Collagen I initiates endothelial cell morphogenesis by inducing actin polymerization through suppression of cyclic AMP and protein kinase A

Collagen I provokes endothelial cells to assume a spindle-shaped morphology and to align into solid cord-like assemblies. These cords closely imitate the solid precapillary cords of embryonic angiogenesis, raising interesting questions about underlying mechanisms. Studies described here identify a critical mechanism beginning with collagen I ligation of integrins alpha(1)beta(1) and alpha(2)beta(1) followed by suppression of cyclic AMP and cyclic AMP (cAMP)-dependent protein kinase X and marked induction of actin polymerization to form prominent stress fibers.
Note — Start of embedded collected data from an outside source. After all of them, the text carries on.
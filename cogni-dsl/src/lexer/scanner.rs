//! Lexer implementation

use super::token::*;
use crate::error::{Diagnostic, FrontendError};
use crate::grammar;
use std::iter::Peekable;
use std::str::CharIndices;

// ============================================================================
// LEXER IMPLEMENTATION
// ============================================================================

/// Lexer for the Cogni language.
///
/// Never fails: malformed input yields [`TokenKind::Error`] tokens, each paired
/// with one `LexError` diagnostic.
pub struct Lexer<'a> {
    source: &'a str,
    chars: Peekable<CharIndices<'a>>,
    line: usize,
    column: usize,
    pos: usize,
    /// Open `(` / `[` count; newlines inside brackets are layout only.
    nesting: usize,
    diagnostics: Vec<Diagnostic>,
}

impl<'a> Lexer<'a> {
    /// Create a new lexer for the given source.
    pub fn new(source: &'a str) -> Self {
        Self {
            source,
            chars: source.char_indices().peekable(),
            line: 1,
            column: 1,
            pos: 0,
            nesting: 0,
            diagnostics: Vec::new(),
        }
    }

    /// Tokenize the entire source. The last token is always `Eof`.
    pub fn tokenize(mut self) -> (Vec<Token>, Vec<Diagnostic>) {
        let mut tokens = Vec::new();

        loop {
            let token = self.next_token();
            let is_eof = token.kind == TokenKind::Eof;
            tokens.push(token);
            if is_eof {
                break;
            }
        }

        (tokens, self.diagnostics)
    }

    /// Get the next token from the source.
    fn next_token(&mut self) -> Token {
        self.skip_whitespace();

        let start_pos = self.pos;
        let start_line = self.line;
        let start_col = self.column;

        let scanned = match self.peek_char() {
            None => Ok(TokenKind::Eof),
            Some(c) => match c {
                '\n' => {
                    self.advance();
                    self.line += 1;
                    self.column = 1;
                    Ok(TokenKind::Newline)
                }
                '#' => Ok(self.scan_comment()),
                '(' => {
                    self.advance();
                    self.nesting += 1;
                    Ok(TokenKind::LParen)
                }
                ')' => {
                    self.advance();
                    self.nesting = self.nesting.saturating_sub(1);
                    Ok(TokenKind::RParen)
                }
                '[' => {
                    self.advance();
                    self.nesting += 1;
                    Ok(TokenKind::LBracket)
                }
                ']' => {
                    self.advance();
                    self.nesting = self.nesting.saturating_sub(1);
                    Ok(TokenKind::RBracket)
                }
                ':' => {
                    self.advance();
                    Ok(TokenKind::Colon)
                }
                ',' => {
                    self.advance();
                    Ok(TokenKind::Comma)
                }
                '.' => {
                    self.advance();
                    Ok(TokenKind::Dot)
                }
                '+' => {
                    self.advance();
                    Ok(TokenKind::Plus)
                }
                '*' => {
                    self.advance();
                    Ok(TokenKind::Star)
                }
                '/' => {
                    self.advance();
                    Ok(TokenKind::Slash)
                }
                '%' => {
                    self.advance();
                    Ok(TokenKind::Percent)
                }

                '-' => {
                    self.advance();
                    if self.peek_char() == Some('>') {
                        self.advance();
                        Ok(TokenKind::Arrow)
                    } else {
                        Ok(TokenKind::Minus)
                    }
                }

                '=' => {
                    self.advance();
                    if self.peek_char() == Some('=') {
                        self.advance();
                        Ok(TokenKind::Eq)
                    } else {
                        Ok(TokenKind::Assign)
                    }
                }

                '!' => {
                    self.advance();
                    if self.peek_char() == Some('=') {
                        self.advance();
                        Ok(TokenKind::Ne)
                    } else {
                        Err("unexpected character '!' (use 'not' for negation)".to_string())
                    }
                }

                '<' => {
                    self.advance();
                    if self.peek_char() == Some('=') {
                        self.advance();
                        Ok(TokenKind::Le)
                    } else {
                        Ok(TokenKind::Lt)
                    }
                }

                '>' => {
                    self.advance();
                    if self.peek_char() == Some('=') {
                        self.advance();
                        Ok(TokenKind::Ge)
                    } else {
                        Ok(TokenKind::Gt)
                    }
                }

                '"' | '\'' => self.scan_string(c),

                c if c.is_ascii_digit() => self.scan_number(),

                c if c.is_ascii_alphabetic() || c == '_' => Ok(self.scan_identifier()),

                c => {
                    self.advance();
                    Err(format!("unexpected character '{}'", c))
                }
            },
        };

        let span = Span {
            start: start_pos,
            end: self.pos,
            line: start_line,
            column: start_col,
        };

        let kind = match scanned {
            Ok(kind) => kind,
            Err(message) => {
                self.diagnostics
                    .push(FrontendError::Lex { message, span }.into());
                TokenKind::Error
            }
        };

        Token {
            kind,
            lexeme: self.source[start_pos..self.pos].to_string(),
            span,
        }
    }

    /// Scan an identifier or keyword.
    fn scan_identifier(&mut self) -> TokenKind {
        let start = self.pos;

        while let Some(c) = self.peek_char() {
            if c.is_ascii_alphanumeric() || c == '_' {
                self.advance();
            } else {
                break;
            }
        }

        grammar::keyword(&self.source[start..self.pos]).unwrap_or(TokenKind::Identifier)
    }

    /// Scan a single-line string literal. The lexeme keeps its quotes and
    /// escapes; they are resolved by the transformer.
    fn scan_string(&mut self, quote: char) -> Result<TokenKind, String> {
        self.advance(); // consume opening quote

        loop {
            match self.peek_char() {
                None | Some('\n') => return Err("unterminated string literal".to_string()),
                Some('\\') => {
                    self.advance();
                    if !matches!(self.peek_char(), None | Some('\n')) {
                        self.advance();
                    }
                }
                Some(c) if c == quote => {
                    self.advance();
                    return Ok(TokenKind::String);
                }
                Some(_) => {
                    self.advance();
                }
            }
        }
    }

    /// Scan an unsigned integer or decimal literal. Literals that do not fit
    /// in an `f64` are rejected here.
    fn scan_number(&mut self) -> Result<TokenKind, String> {
        let start = self.pos;
        self.skip_digits();

        if self.peek_char() == Some('.')
            && self.peek_next_char().map(|c| c.is_ascii_digit()).unwrap_or(false)
        {
            self.advance();
            self.skip_digits();
        }

        let lexeme = &self.source[start..self.pos];
        match lexeme.parse::<f64>() {
            Ok(n) if n.is_finite() => Ok(TokenKind::Number),
            _ => Err(format!("number literal `{}` is out of range", lexeme)),
        }
    }

    fn skip_digits(&mut self) {
        while let Some(c) = self.peek_char() {
            if c.is_ascii_digit() {
                self.advance();
            } else {
                break;
            }
        }
    }

    /// Scan a `#` comment up to (not including) the end of the line.
    fn scan_comment(&mut self) -> TokenKind {
        while let Some(c) = self.peek_char() {
            if c == '\n' {
                break;
            }
            self.advance();
        }
        TokenKind::Comment
    }

    /// Skip insignificant whitespace. Inside brackets, newlines and comments
    /// are layout as well.
    fn skip_whitespace(&mut self) {
        loop {
            match self.peek_char() {
                Some(' ') | Some('\t') | Some('\r') => {
                    self.advance();
                }
                Some('\n') if self.nesting > 0 => {
                    self.advance();
                    self.line += 1;
                    self.column = 1;
                }
                Some('#') if self.nesting > 0 => {
                    self.scan_comment();
                }
                _ => break,
            }
        }
    }

    fn peek_char(&mut self) -> Option<char> {
        self.chars.peek().map(|(_, c)| *c)
    }

    fn peek_next_char(&self) -> Option<char> {
        let mut iter = self.source[self.pos..].chars();
        iter.next();
        iter.next()
    }

    fn advance(&mut self) -> Option<char> {
        if let Some((i, c)) = self.chars.next() {
            self.pos = i + c.len_utf8();
            self.column += 1;
            Some(c)
        } else {
            None
        }
    }
}

// ============================================================================
// TESTS
// ============================================================================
In contrast to collagen 1, laminin-1 neither suppressed cAMP nor protein kinase A activity nor induced actin polymerization or changes in cell shape. Moreover, fibroblasts did not respond to collagen I with changes in cAMP, actin polymerization, or cell shape, thus indicating that collagen signaling, as observed in endothelial cells, does not extend to all cell types. Pharmacological elevation of cAMP blocked collagen-induced actin polymerization and formation of cords by endothelial cells; conversely, pharmacological suppression of either cAMP or protein kinase A induced actin polymerization. Collectively, these studies identify a previously unrecognized and critical mechanism, involving suppression of cAMP-dependent protein kinase A and induction of actin polymerization, through which collagen I drives endothelial cell organization into multicellular precapillary cords.